Single by Mitch James
- Released: 22 November 2019
- Genre: Pop
- Length: 3:23
- Label: Sony Music New Zealand
- Songwriters: Anthony Egizii; David Musumeci; Mike Waters; Mitch James;
- Producer: DNA Songs

Mitch James singles chronology
| "Bright Blue Skies" (2019) | "Sunday Morning" (2019) | "Be Somebody" (2021) |

Music video
- "Sunday Morning" on YouTube

= Sunday Morning (Mitch James song) =

2019 single by Mitch James

"Sunday Morning" is a song by New Zealand musician Mitch James. Originally intended as the lead single from his second album, it was released on 22 November 2019 and was a hit in New Zealand, becoming the 13th most successful New Zealand song in 2020.

==Background and writing==

The song was written in August 2018 in Sydney, alongside Australian production duo DNA, who cowrote the song with James. The composition was inspired by events in James' personal life, and describes the break-up of a long-term relationship. James was inspired to write about the feelings of being used at the end of the relationship, and incorporated the imagery of sinners going to church on Sunday mornings. After recording, the song was mixed by Simon Gooding at Roundhead Studios.

== Composition==

"Sunday Morning" is a pop song, that describes the difficulties of wanting to be in a relationship with someone who has major differences and differences in values.

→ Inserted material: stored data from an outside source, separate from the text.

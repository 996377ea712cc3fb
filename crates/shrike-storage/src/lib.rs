//! Device-local key/value persistence.
//!
//! The pipeline only needs a single localStorage-like slot (the anonymous
//! user identifier), so the store interface is a synchronous get/set over
//! string keys. Absence of a key means "not yet generated".

pub mod file;
pub mod memory;

pub use file::FileStore;
pub use memory::MemoryStore;

use thiserror::Error;

pub type Result<T> = std::result::Result<T, StorageError>;

#[derive(Error, Debug)]
pub enum StorageError {
    #[error("IO error: {0}")]
    Io(#[from] std::io::Error),

    #[error("Storage unavailable: {message}")]
    Unavailable { message: String },
}

/// A key/value slot persisted across client restarts on one device.
pub trait DeviceStore: Send + Sync {
    /// Read a value; `Ok(None)` when the key has never been written.
    fn get(&self, key: &str) -> Result<Option<String>>;

    /// Write a value, replacing any previous one.
    fn set(&self, key: &str, value: &str) -> Result<()>;

    /// Remove a key; removing an absent key is not an error.
    fn remove(&self, key: &str) -> Result<()>;
}
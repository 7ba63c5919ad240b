//! Session cookie construction.
//!
//! The cookie pair is the session store: `access_token` expires with the
//! token itself, `refresh_token` lives for the configured number of days.
//! Writers must always emit both cookies together (or both removals) so
//! the pair never gets out of sync.

use axum_extra::extract::cookie::{Cookie, SameSite};
use time::Duration;

use crate::domain::foundation::TokenPair;

pub const ACCESS_COOKIE: &str = "access_token";
pub const REFRESH_COOKIE: &str = "refresh_token";

/// Build the access + refresh cookie pair for an issued or rotated session.
///
/// The access cookie's Max-Age mirrors the authority's `expires_in`, so a
/// browser drops it roughly when the token dies. The refresh cookie
/// outlives it by policy.
pub fn session_cookies(
    pair: &TokenPair,
    refresh_ttl_days: u32,
    secure: bool,
) -> (Cookie<'static>, Cookie<'static>) {
    let access = Cookie::build((ACCESS_COOKIE, pair.access_token.clone()))
        .http_only(true)
        .secure(secure)
        .same_site(SameSite::Lax)
        .path("/")
        .max_age(Duration::seconds(pair.expires_in as i64))
        .build();

    let refresh = Cookie::build((REFRESH_COOKIE, pair.refresh_token.clone()))
        .http_only(true)
        .secure(secure)
        .same_site(SameSite::Lax)
        .path("/")
        .max_age(Duration::days(i64::from(refresh_ttl_days)))
        .build();

    (access, refresh)
}

/// Build removal cookies for both session cookies.
pub fn clear_session_cookies() -> (Cookie<'static>, Cookie<'static>) {
    let access = Cookie::build((ACCESS_COOKIE, ""))
        .http_only(true)
        .same_site(SameSite::Lax)
        .path("/")
        .max_age(Duration::ZERO)
        .build();

    let refresh = Cookie::build((REFRESH_COOKIE, ""))
        .http_only(true)
        .same_site(SameSite::Lax)
        .path("/")
        .max_age(Duration::ZERO)
        .build();

    (access, refresh)
}
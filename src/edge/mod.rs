//! Edge gate - the pre-handler admit/refresh/redirect decision.
//!
//! The gatekeeper is a pure state machine over the request path and the
//! two credential cookies; the HTTP wrapper in
//! `adapters::http::middleware::gate` applies its decision to real
//! requests and responses.

mod gatekeeper;
mod paths;

pub use gatekeeper::{GateDecision, Gatekeeper, IndeterminatePolicy};
pub use paths::PublicPaths;
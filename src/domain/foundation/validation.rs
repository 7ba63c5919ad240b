//! Credential input validation.
//!
//! These checks run before any credential-authority call. A violation is a
//! local `AuthError::Validation` and must never generate network traffic —
//! the mock authority's call counters assert exactly that in tests.
//!
//! Password rules are asymmetric on purpose: login only requires the
//! minimum length (the authority is the judge of whether the password is
//! right), while signup enforces the full strength policy.

use once_cell::sync::Lazy;
use regex::Regex;

use super::AuthError;

/// Basic address shape: something, an `@`, something, a dot, something.
/// Deliverability is the authority's problem, not ours.
static EMAIL_RE: Lazy<Regex> = Lazy::new(|| Regex::new(r"^[^\s@]+@[^\s@]+\.[^\s@]+$").unwrap());

const EMAIL_MAX_LEN: usize = 255;
const PASSWORD_MIN_LEN: usize = 6;
const PASSWORD_MAX_LEN: usize = 72;

/// Validates email shape and length.
pub fn validate_email(email: &str) -> Result<(), AuthError> {
    if email.trim().is_empty() {
        return Err(AuthError::Validation("Email is required".into()));
    }
    if !EMAIL_RE.is_match(email.trim()) {
        return Err(AuthError::Validation("Invalid email format".into()));
    }
    if email.len() > EMAIL_MAX_LEN {
        return Err(AuthError::Validation(
            "Email is too long (maximum 255 characters)".into(),
        ));
    }
    Ok(())
}

/// Validates password length, and on signup the full strength policy
/// (at least one lowercase letter, one uppercase letter, and one digit).
pub fn validate_password(password: &str, signup: bool) -> Result<(), AuthError> {
    if password.is_empty() {
        return Err(AuthError::Validation("Password is required".into()));
    }
    if password.chars().count() < PASSWORD_MIN_LEN {
        return Err(AuthError::Validation(
            "Password must be at least 6 characters long".into(),
        ));
    }
    if password.len() > PASSWORD_MAX_LEN {
        return Err(AuthError::Validation(
            "Password is too long (maximum 72 characters)".into(),
        ));
    }

    if signup {
        if !password.chars().any(|c| c.is_ascii_lowercase()) {
            return Err(AuthError::Validation(
                "Password must contain at least one lowercase letter".into(),
            ));
        }
        if !password.chars().any(|c| c.is_ascii_uppercase()) {
            return Err(AuthError::Validation(
                "Password must contain at least one uppercase letter".into(),
            ));
        }
        if !password.chars().any(|c| c.is_ascii_digit()) {
            return Err(AuthError::Validation(
                "Password must contain at least one number".into(),
            ));
        }
    }

    Ok(())
}

/// Validates that the signup confirmation matches the password.
pub fn validate_password_confirmation(
    password: &str,
    confirm_password: &str,
) -> Result<(), AuthError> {
    if confirm_password.is_empty() {
        return Err(AuthError::Validation(
            "Password confirmation is required".into(),
        ));
    }
    if password != confirm_password {
        return Err(AuthError::Validation("Passwords do not match".into()));
    }
    Ok(())
}

/// Normalizes an email for the authority: trim and lowercase.
pub fn normalize_email(email: &str) -> String {
    email.trim().to_lowercase()
}

#[cfg(test)]
mod tests {
    use super::*;

    #[test]
    fn accepts_plain_address() {
        assert!(validate_email("user@example.com").is_ok());
        assert!(validate_email("  user@example.com  ").is_ok());
    }

    #[test]
    fn rejects_malformed_addresses() {
        for bad in ["", "plain", "no@dot", "@example.com", "a b@c.de", "a@b c.de"] {
            assert!(validate_email(bad).is_err(), "{bad:?} should be rejected");
        }
    }

    #[test]
    fn rejects_overlong_email() {
        let email = format!("{}@example.com", "a".repeat(250));
        let err = validate_email(&email).unwrap_err();
        assert_eq!(
            err,
            AuthError::Validation("Email is too long (maximum 255 characters)".into())
        );
    }

    #[test]
    fn login_password_only_needs_length() {
        assert!(validate_password("secret", false).is_ok());
        assert!(validate_password("abc", false).is_err());
    }

    #[test]
    fn short_password_has_the_exact_message() {
        let err = validate_password("abc", false).unwrap_err();
        assert_eq!(
            err,
            AuthError::Validation("Password must be at least 6 characters long".into())
        );
    }

    #[test]
    fn signup_password_requires_upper_lower_digit() {
        assert!(validate_password("Secret1", true).is_ok());
        assert!(matches!(
            validate_password("secret1", true),
            Err(AuthError::Validation(m)) if m.contains("uppercase")
        ));
        assert!(matches!(
            validate_password("SECRET1", true),
            Err(AuthError::Validation(m)) if m.contains("lowercase")
        ));
        assert!(matches!(
            validate_password("Secrets", true),
            Err(AuthError::Validation(m)) if m.contains("number")
        ));
    }

    #[test]
    fn rejects_overlong_password() {
        let password = format!("Aa1{}", "x".repeat(80));
        assert!(validate_password(&password, true).is_err());
    }

    #[test]
    fn confirmation_must_match() {
        assert!(validate_password_confirmation("Secret1", "Secret1").is_ok());
        assert!(validate_password_confirmation("Secret1", "Secret2").is_err());
        assert!(validate_password_confirmation("Secret1", "").is_err());
    }

    #[test]
    fn normalize_trims_and_lowercases() {
        assert_eq!(normalize_email("  User@Example.COM "), "user@example.com");
    }
}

==Release and commercial reception==

"Sunday Morning" was released as a single on 22 November 2019, with a music video being released a month later on 13 December. The song debuted at number 37 in New Zealand in December, returning to the charts for two weeks in February 2020. It was certified gold in early March 2020, and platinum in August of the same year. By the end of 2020, it had become the 13th most successful New Zealand song of the year.

==Critical reception==

Music critic Thomas Bleach reviewed the song positively, describing it as "showcasing a more playful side" of James. He praised the lyrics as "candidly honest", the melody as "soothingly sweet", and likened the production to Ed Sheeran and Dean Lewis, noting it was "bolder and brighter" than James' previous works.

==Credits and personnel==
Credits adapted from Tidal.

- DNA – producer
- Anthony Egizii – writer
- Simon Gooding – engineer, mixing engineer
- Stuart Hawkes – mastering engineer
- Mitch James – vocalist, writer
- David Musumeci – writer
- Mike Waters – writer

==Charts==

=== Weekly charts ===

| Chart (2019–20) | Peak position |
|---|---|
| New Zealand (Recorded Music NZ) | 37 |

=== Year-end charts ===

| Chart (2020) | Position |
|---|---|
| New Zealand Artist Top 50 Singles (RMNZ) | 13 |

==Certifications==

| Region | Certification | Certified units/sales |
| New Zealand (RMNZ) | Platinum | 30,000^{‡} |
^{‡} Sales+streaming figures based on certification alone.